At some point you have to decide whether you want a society in which people are total arseholes as long as they don't
physically hurt anyone, or whether you want a society where the bar for manners is a bit higher but there's a bit more by way of deaths or serious injuries - where if someone ticks you off, you hop in your car and run them down. Those aren't the only two options on the table, but they're the extremes and the compromises are between those two points.
I'd be inclined to lean towards the latter. There are more people alive in the former, but it's a world that's significantly worse to live in.
One possible compromise to this... democratised use of violence. Of anger with lethal consequence. Is that people intervene earlier in the story on both sides. That those people are taught manners and he's taught a bit about restraining his anger, and that squares the circle, so to speak.
Compromises, however, don't seem to be something that most people are interested in.
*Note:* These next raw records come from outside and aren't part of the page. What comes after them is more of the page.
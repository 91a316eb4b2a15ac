use std::{fs, path::PathBuf};

use once_cell::sync::Lazy;
use percent_encoding::percent_decode_str;
use regex::{Captures, Regex};
use reqwest::Url;
use serde::{Deserialize, Serialize};
use sha2::{Digest, Sha256};

use crate::core::error::LoadError;

/// Bytes that cannot appear in a file name on common platforms, plus `%` so
/// the re-encoding stays reversible.
static UNSAFE_CHARS: Lazy<Regex> = Lazy::new(|| {
    Regex::new(r#"[\x00-\x1f\x7f/\\:*?"<>|%]"#).expect("valid file name pattern")
});

const URL_HASH_PREFIX_LEN: usize = 16;

/// How a URL maps to a file name inside the cache root.
#[derive(Debug, Clone, Copy, Default, PartialEq, Eq, Serialize, Deserialize)]
#[serde(rename_all = "kebab-case")]
pub enum CacheKeyStrategy {
    /// `<root>/<final path segment>`. Different URLs sharing a file name alias.
    #[default]
    FileName,
    /// `<root>/<sha256(url) prefix>-<final path segment>`.
    UrlHash,
}

#[derive(Debug, Clone, PartialEq, Eq)]
pub struct CachedFile {
    pub local_path: PathBuf,
    pub size_bytes: u64,
}

#[derive(Debug, Clone)]
pub struct ModelCache {
    root: PathBuf,
    strategy: CacheKeyStrategy,
}

impl ModelCache {
    pub fn new(root: impl Into<PathBuf>, strategy: CacheKeyStrategy) -> Self {
        Self {
            root: root.into(),
            strategy,
        }
    }

    pub fn ensure_directory(&self) -> Result<(), LoadError> {
        fs::create_dir_all(&self.root).map_err(|error| LoadError::storage(&self.root, error))
    }

    /// Local path for `url`. Pure: the same URL always maps to the same path.
    pub fn path_for(&self, url: &Url) -> Result<PathBuf, LoadError> {
        Ok(self.root.join(cache_file_name(url, self.strategy)?))
    }

    /// Existing cache entry for `url`, if a regular file is present.
    pub fn lookup(&self, url: &Url) -> Result<Option<CachedFile>, LoadError> {
        let path = self.path_for(url)?;
        Ok(fs::metadata(&path)
            .ok()
            .filter(|meta| meta.is_file())
            .map(|meta| CachedFile {
                local_path: path,
                size_bytes: meta.len(),
            }))
    }
}

pub fn parse_url(raw: &str) -> Result<Url, LoadError> {
    Url::parse(raw.trim()).map_err(|error| LoadError::InvalidUrl {
        url: raw.to_string(),
        reason: error.to_string(),
    })
}

pub fn cache_file_name(url: &Url, strategy: CacheKeyStrategy) -> Result<String, LoadError> {
    let segment = url
        .path_segments()
        .and_then(|mut segments| segments.next_back())
        .filter(|segment| !segment.is_empty())
        .ok_or_else(|| LoadError::InvalidUrl {
            url: url.to_string(),
            reason: "URL path has no file name".into(),
        })?;
    let file_name = sanitize(&percent_decode_str(segment).decode_utf8_lossy());

    Ok(match strategy {
        CacheKeyStrategy::FileName => file_name,
        CacheKeyStrategy::UrlHash => {
            let digest = Sha256::digest(url.as_str().as_bytes());
            let hex = format!("{:x}", digest);
            format!("{}-{}", &hex[..URL_HASH_PREFIX_LEN], file_name)
        }
    })
}

/// Re-encodes unsafe bytes of a decoded segment as `%XX`. A leading `.` is
/// encoded too, so entries are never hidden, never `.` or `..`, and never
/// collide with staging files.
fn sanitize(segment: &str) -> String {
    let clean = UNSAFE_CHARS.replace_all(segment, |caps: &Captures| {
        format!("%{:02X}", caps[0].as_bytes()[0])
    });
    match clean.strip_prefix('.') {
        Some(rest) => format!("%2E{rest}"),
        None => clean.into_owned(),
    }
}
use std::{
    fs::File,
    io::{self, Read},
    path::{Path, PathBuf},
};

use serde::{Deserialize, Serialize};

use super::{NodeId, SceneGraph};

const GLB_MAGIC: &[u8; 4] = b"glTF";

#[derive(Debug, Clone, Copy, PartialEq, Eq, Serialize, Deserialize)]
#[serde(rename_all = "kebab-case")]
pub enum GltfFormat {
    Binary,
    Json,
    Unknown,
}

/// Loader component attached to a scene node, pointing at a local model file.
#[derive(Debug, Clone, PartialEq, Eq, Serialize, Deserialize)]
#[serde(rename_all = "camelCase")]
pub struct GltfComponent {
    pub uri: PathBuf,
    pub append_streaming_assets: bool,
    pub format: GltfFormat,
}

/// Hands a local file to the model parser. Parsing runs on the loader's own
/// schedule; nothing is reported back to the caller.
pub trait ModelLoader: Send + Sync {
    fn attach(&self, scene: &dyn SceneGraph, node: NodeId, source: &Path);
}

#[derive(Debug, Default, Clone, Copy)]
pub struct GltfSourceLoader;

impl ModelLoader for GltfSourceLoader {
    fn attach(&self, scene: &dyn SceneGraph, node: NodeId, source: &Path) {
        let format = match probe_format(source) {
            Ok(format) => format,
            Err(error) => {
                tracing::warn!("Unable to inspect {}: {error}", source.display());
                GltfFormat::Unknown
            }
        };
        let component = GltfComponent {
            uri: source.to_path_buf(),
            append_streaming_assets: false,
            format,
        };
        if !scene.add_component(node, component) {
            tracing::warn!("Scene node {node} vanished before the GLTF component was attached");
        }
    }
}

/// Distinguishes binary `.glb` containers from JSON `.gltf` documents.
pub fn probe_format(path: &Path) -> io::Result<GltfFormat> {
    let mut header = [0u8; 4];
    let mut file = File::open(path)?;
    let mut filled = 0;
    while filled < header.len() {
        let read = file.read(&mut header[filled..])?;
        if read == 0 {
            break;
        }
        filled += read;
    }
    let header = &header[..filled];

    if header == GLB_MAGIC {
        return Ok(GltfFormat::Binary);
    }
    match header.iter().find(|byte| !byte.is_ascii_whitespace()) {
        Some(b'{') => Ok(GltfFormat::Json),
        _ => Ok(GltfFormat::Unknown),
    }
}
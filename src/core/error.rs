use std::{io, path::PathBuf};

use thiserror::Error;

#[derive(Debug, Error)]
pub enum LoadError {
    /// Runtime UI wiring is incomplete; the feature stays disabled.
    #[error("runtime loading unavailable: {0}")]
    Configuration(String),
    #[error("no URL provided")]
    EmptyUrl,
    #[error("invalid URL {url:?}: {reason}")]
    InvalidUrl { url: String, reason: String },
    #[error("failed to download {url}: {message}")]
    Transport { url: String, message: String },
    #[error("failed to write {}: {source}", path.display())]
    Storage {
        path: PathBuf,
        #[source]
        source: io::Error,
    },
    #[error("load of {url} superseded by a newer request")]
    Superseded { url: String },
    #[error("load service stopped before the request completed")]
    ServiceStopped,
}

impl LoadError {
    pub(crate) fn storage(path: impl Into<PathBuf>, source: io::Error) -> Self {
        LoadError::Storage {
            path: path.into(),
            source,
        }
    }
}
They seem to want to take a stand on their 'rights,' regardless of how much they shit things up for everyone around them. It's an entitlement complex, and it's so at odds with reality, so one-sided an account of society, that occasionally people they're affecting decide or feel that it's not worth buying into any more.
That's not necessarily an anger management problem, or a mental problem, or anything of the sort, (though it probably most readily manifests in people whose coping mechanisms are poor
or overloaded.) They can have been managing more than their fair share of getting shat on for years beforehand. It's closer to a value judgement. "I'm not interested in being part of this any more. Why have a civilisation if we're not interested in being civilised?"
At which point, even if later they might think differently, there are no significant restraints on their actions. It's an all in or all out kinda thing.